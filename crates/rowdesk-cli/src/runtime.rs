// Copyright 2026 Phillip Cloud
// Licensed under the Apache License, Version 2.0

use anyhow::Result;
use rowdesk_app::{ColumnName, Descriptor, Record, TableName, Value};
use rowdesk_db::Store;
use rowdesk_web::TableRuntime;

/// [`TableRuntime`] over an owned SQLite store.
pub struct DbRuntime {
    store: Store,
}

impl DbRuntime {
    pub fn new(store: Store) -> Self {
        Self { store }
    }

    pub fn store(&self) -> &Store {
        &self.store
    }
}

impl TableRuntime for DbRuntime {
    fn reflect(&mut self, table: &TableName) -> Result<Descriptor> {
        self.store.reflect(table)
    }

    fn fetch_all(&mut self, table: &TableName) -> Result<Vec<Record>> {
        self.store.fetch_all(table)
    }

    fn fetch_matching(&mut self, table: &TableName, key: &Record) -> Result<Vec<Record>> {
        self.store.fetch_matching(table, key)
    }

    fn exists(&mut self, table: &TableName, key: &Record) -> Result<bool> {
        self.store.exists(table, key)
    }

    fn insert(&mut self, table: &TableName, record: &Record) -> Result<()> {
        self.store.insert(table, record)
    }

    fn update_field(
        &mut self,
        table: &TableName,
        key: &Record,
        column: &ColumnName,
        value: &Value,
    ) -> Result<usize> {
        self.store.update_field(table, key, column, value)
    }

    fn delete(&mut self, table: &TableName, key: &Record) -> Result<usize> {
        self.store.delete(table, key)
    }

    fn distinct_values(&mut self, table: &TableName, column: &ColumnName) -> Result<Vec<Value>> {
        self.store.distinct_values(table, column)
    }
}

#[cfg(test)]
mod tests {
    use super::DbRuntime;
    use anyhow::Result;
    use rowdesk_app::{TabMode, Value};
    use rowdesk_db::Store;
    use rowdesk_testkit::{LabFaker, column, create_lab_schema, record, table, text};
    use rowdesk_web::{
        Control, EventRegistry, GridStyle, TabInput, TableRuntime, TableTab, handle_event,
    };

    fn lab_runtime() -> Result<DbRuntime> {
        let store = Store::open_memory()?;
        create_lab_schema(store.raw_connection())?;
        Ok(DbRuntime::new(store))
    }

    fn fields(pairs: &[(&str, &str)]) -> Result<TabInput> {
        let fields = pairs
            .iter()
            .map(|(name, value)| ((*name).to_owned(), (*value).to_owned()))
            .collect::<Vec<_>>();
        TabInput::from_fields(&fields)
    }

    #[test]
    fn runtime_round_trips_through_the_store() -> Result<()> {
        let mut runtime = lab_runtime()?;
        let subject = LabFaker::new(7).subject();
        let subject_id = subject
            .get_by_name("subject_id")
            .cloned()
            .unwrap_or(Value::Null);
        let key = record([("subject_id", subject_id)]);

        runtime.insert(&table("subject"), &subject)?;
        assert!(runtime.exists(&table("subject"), &key)?);
        assert_eq!(runtime.fetch_matching(&table("subject"), &key)?.len(), 1);
        assert_eq!(
            runtime.update_field(&table("subject"), &key, &column("sex"), &text("F"))?,
            1
        );
        assert_eq!(runtime.delete(&table("subject"), &key)?, 1);
        assert!(runtime.fetch_all(&table("subject"))?.is_empty());
        Ok(())
    }

    #[test]
    fn subject_tab_inserts_then_warns_on_duplicate() -> Result<()> {
        let mut runtime = lab_runtime()?;
        let descriptor = runtime.reflect(&table("subject"))?;
        let mut registry = EventRegistry::new();
        let tab = TableTab::new(descriptor, Vec::new(), GridStyle::default(), &mut registry)?;
        let mut state = tab.initial_state(&mut runtime)?;
        let form = [
            ("add.0.subject_id", "S1"),
            ("add.0.sex", "M"),
            ("add.0.dob", "2020-01-01"),
            ("add.0.rig", "rig-a"),
        ];

        for _ in 0..2 {
            handle_event(&tab, &mut state, &mut runtime, Control::AddButton, fields(&[])?)?;
            handle_event(&tab, &mut state, &mut runtime, Control::AddConfirm, fields(&form)?)?;
        }
        assert_eq!(state.mode, TabMode::Idle);
        assert_eq!(
            state.add_message,
            "Add message:\nWarning: record {'subject_id': 'S1'} exists in database"
        );
        assert_eq!(state.rows.len(), 1);
        assert_eq!(state.rows[0].get_by_name("dob"), Some(&text("2020-01-01")));
        Ok(())
    }

    #[test]
    fn constraint_failures_surface_as_messages() -> Result<()> {
        let mut runtime = lab_runtime()?;
        let descriptor = runtime.reflect(&table("subject"))?;
        let mut registry = EventRegistry::new();
        let tab = TableTab::new(descriptor, Vec::new(), GridStyle::default(), &mut registry)?;
        let mut state = tab.initial_state(&mut runtime)?;

        handle_event(&tab, &mut state, &mut runtime, Control::AddButton, fields(&[])?)?;
        handle_event(
            &tab,
            &mut state,
            &mut runtime,
            Control::AddConfirm,
            fields(&[("add.0.subject_id", "S2"), ("add.0.rig", "rig-z")])?,
        )?;
        assert!(
            state
                .add_message
                .starts_with("Add message:\nError inserting into subject:"),
            "got {}",
            state.add_message
        );
        assert!(state.add_message.contains("FOREIGN KEY"));
        assert!(state.rows.is_empty());
        Ok(())
    }

    #[test]
    fn session_delete_takes_its_probes_along() -> Result<()> {
        let mut runtime = lab_runtime()?;
        let mut faker = LabFaker::new(3);
        let subject = faker.subject();
        let subject_id = subject
            .get_by_name("subject_id")
            .map(Value::display_text)
            .unwrap_or_default();
        runtime.insert(&table("subject"), &subject)?;
        runtime.insert(&table("session"), &faker.session(&subject_id, 1))?;
        runtime.insert(&table("session__probe"), &faker.probe(&subject_id, 1, 0))?;
        runtime.insert(&table("session__probe"), &faker.probe(&subject_id, 1, 1))?;

        let descriptor = runtime.reflect(&table("session"))?;
        let parts = descriptor
            .parts()
            .iter()
            .map(|part| runtime.reflect(part))
            .collect::<Result<Vec<_>>>()?;
        let mut registry = EventRegistry::new();
        let tab = TableTab::new(descriptor, parts, GridStyle::default(), &mut registry)?;
        let mut state = tab.initial_state(&mut runtime)?;

        for (control, pairs) in [
            (Control::TableSelect, &[("selected", "0")][..]),
            (Control::DeleteButton, &[][..]),
            (Control::DeleteConfirm, &[][..]),
        ] {
            handle_event(&tab, &mut state, &mut runtime, control, fields(pairs)?)?;
        }

        assert!(
            state.delete_message.contains("Successfully deleted record"),
            "got {}",
            state.delete_message
        );
        assert!(runtime.fetch_all(&table("session__probe"))?.is_empty());
        assert!(runtime.fetch_all(&table("session"))?.is_empty());
        assert_eq!(runtime.store().fetch_all(&table("subject"))?.len(), 1);
        Ok(())
    }
}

• TRY IT: Whenever the string "DbRuntime" shows up in a line of the entries, copy that line.

• SOLVED PROBLEM:
pub struct DbRuntime {
impl DbRuntime {
impl TableRuntime for DbRuntime {
    use super::DbRuntime;
    fn lab_runtime() -> Result<DbRuntime> {
        Ok(DbRuntime::new(store))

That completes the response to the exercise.